Divided into first and second halves
The first is dedicated to the national team. Their victories, their defeats, their history. And that falls far too short. The museum shows more. The treatment of Jewish players during the National Socialist era, for example. It describes the political dimensions of international matches, such as the German-German World Cup match that Sparwasser decided in favor of the GDR team. Or it remembers the player Lutz Eigendorf. His fatal traffic accident, which appears in Stasi documents, is a mystery. Of course, the exhibition also shines in many places, thanks to the stars on the jerseys, the imperial aura of the Beckenbauer display cases and many victory trophies. Incidentally, the trophies of the women's national team fill more exhibition space than those of their male counterparts.

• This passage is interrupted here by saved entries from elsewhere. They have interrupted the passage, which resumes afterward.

//! Process identity read from the environment.

use std::env;

/// Port the ingress listens on when `INGRESS_PORT` is unset.
pub const DEFAULT_PORT: u16 = 8080;

/// Namespace holding the configuration objects when `SYSTEM_NAMESPACE` is unset.
pub const DEFAULT_SYSTEM_NAMESPACE: &str = "knative-eventing";

/// Identity and listen port of this ingress replica.
///
/// Built once at startup and never mutated afterwards.
#[derive(Debug, Clone, PartialEq, Eq)]
pub struct EnvironmentConfig {
    /// Name of the pod running this process (`POD_NAME`).
    pub pod_name: String,
    /// Name of the container running this process (`CONTAINER_NAME`).
    pub container_name: String,
    /// Port the ingress serves on (`INGRESS_PORT`).
    pub port: u16,
    /// Namespace of the configuration objects (`SYSTEM_NAMESPACE`).
    pub system_namespace: String,
}

impl EnvironmentConfig {
    /// Reads the configuration from the process environment.
    pub fn from_env() -> Result<Self, EnvError> {
        Self::from_lookup(|key| env::var(key).ok())
    }

    /// Reads the configuration through `lookup`, which returns the value of a variable if set.
    pub fn from_lookup(lookup: impl Fn(&str) -> Option<String>) -> Result<Self, EnvError> {
        let get = |key: &'static str| lookup(key).filter(|value| !value.is_empty());

        let pod_name = get("POD_NAME").ok_or(EnvError::Missing("POD_NAME"))?;
        let container_name = get("CONTAINER_NAME").ok_or(EnvError::Missing("CONTAINER_NAME"))?;
        let port = match get("INGRESS_PORT") {
            Some(raw) => match raw.trim().parse::<u16>() {
                Ok(port) if port != 0 => port,
                _ => return Err(EnvError::Malformed { key: "INGRESS_PORT", value: raw }),
            },
            None => DEFAULT_PORT,
        };
        let system_namespace =
            get("SYSTEM_NAMESPACE").unwrap_or_else(|| DEFAULT_SYSTEM_NAMESPACE.to_owned());

        Ok(Self {
            pod_name,
            container_name,
            port,
            system_namespace,
        })
    }
}

/// The error type returned by [`EnvironmentConfig::from_env`].
#[derive(Debug, thiserror::Error)]
pub enum EnvError {
    #[error("required environment variable {0} is not set")]
    Missing(&'static str),
    #[error("environment variable {key} has malformed value {value:?}")]
    Malformed { key: &'static str, value: String },
}
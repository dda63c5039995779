//! broker-ingress brings up the ingress of a multi-tenant event broker
//! and keeps it reconfigurable while it serves.
//!
//! Startup runs in a fixed order:
//! configuration watchers first, so the first served request already sees live configuration,
//! then the cluster-resource informers, which must sync before any event is routed,
//! and only then the serving loop.
//! Log level, metrics exporter and trace publisher follow their configuration objects
//! for the lifetime of the process, swapped atomically under concurrent readers.
//! A single cancellation token tears everything down.

pub mod cluster;
pub mod controller;
pub mod env;
pub mod informer;
pub mod ingress;
pub mod lifecycle;
pub mod watcher;

pub use lifecycle::{LifecycleController, State};
use futures::stream::BoxStream;
use futures::{StreamExt, TryStreamExt};
use k8s_openapi::api::core::v1::ConfigMap;
use kube_client::{Api, Client};
use kube_core::ResourceExt;
use kube_runtime::{watcher, WatchStreamExt};

use super::{ConfigBackend, ConfigSnapshot, SourceEvent};

/// Backend reading `ConfigMap`s of one namespace from the apiserver.
#[derive(Clone)]
pub struct KubeBackend {
    api: Api<ConfigMap>,
}

impl KubeBackend {
    pub fn new(client: Client, namespace: &str) -> Self {
        Self {
            api: Api::namespaced(client, namespace),
        }
    }
}

impl ConfigBackend for KubeBackend {
    type Error = Error;

    async fn get(&self, name: &str) -> Result<Option<ConfigSnapshot>, Error> {
        let object = self.api.get_opt(name).await.map_err(Error::Get)?;
        Ok(object.as_ref().map(snapshot_of))
    }

    fn subscribe(&self, name: &str) -> BoxStream<'static, Result<SourceEvent, Error>> {
        let config = watcher::Config::default().fields(&format!("metadata.name={name}"));

        watcher(self.api.clone(), config)
            .default_backoff()
            .map_ok(|event| match event {
                watcher::Event::Applied(object) => SourceEvent::Applied(snapshot_of(&object)),
                watcher::Event::Deleted(_) => SourceEvent::Deleted,
                // the field selector matches at most one object
                watcher::Event::Restarted(mut objects) => match objects.pop() {
                    Some(object) => SourceEvent::Applied(snapshot_of(&object)),
                    None => SourceEvent::Deleted,
                },
            })
            .map_err(Error::Watch)
            .boxed()
    }
}

fn snapshot_of(object: &ConfigMap) -> ConfigSnapshot {
    ConfigSnapshot {
        name: object.name_any(),
        version: object.resource_version().unwrap_or_default(),
        data: object.data.clone().unwrap_or_default(),
    }
}

/// The error type of [`KubeBackend`].
#[derive(Debug, thiserror::Error)]
pub enum Error {
    #[error("get failed: {0}")]
    Get(#[source] kube_client::Error),
    #[error("watch failed: {0}")]
    Watch(#[source] watcher::Error),
}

The second half belongs to the club colors, fan culture, reporters' voices and other accessories - Christoph Daum's balloon-silk trainer jacket, for example, which was once stolen property. All in all, it is also a kind of cultural history that the museum presents in many facets - and in a very entertaining way. So the exhibition organizers are not at all surprised when it is not the clichéd male fan with a home-color scarf who enters the building, but a well-mixed audience. They can also experience the skills of the professionals for themselves: for example, in the lying position of Klaus Fischer with his "goal of the century".
After the end of the second half, there is a stoppage time, the pitch on the first floor. This is no longer about soccer history, immortal heroes and sports politics: here the ball simply has to go in the goal.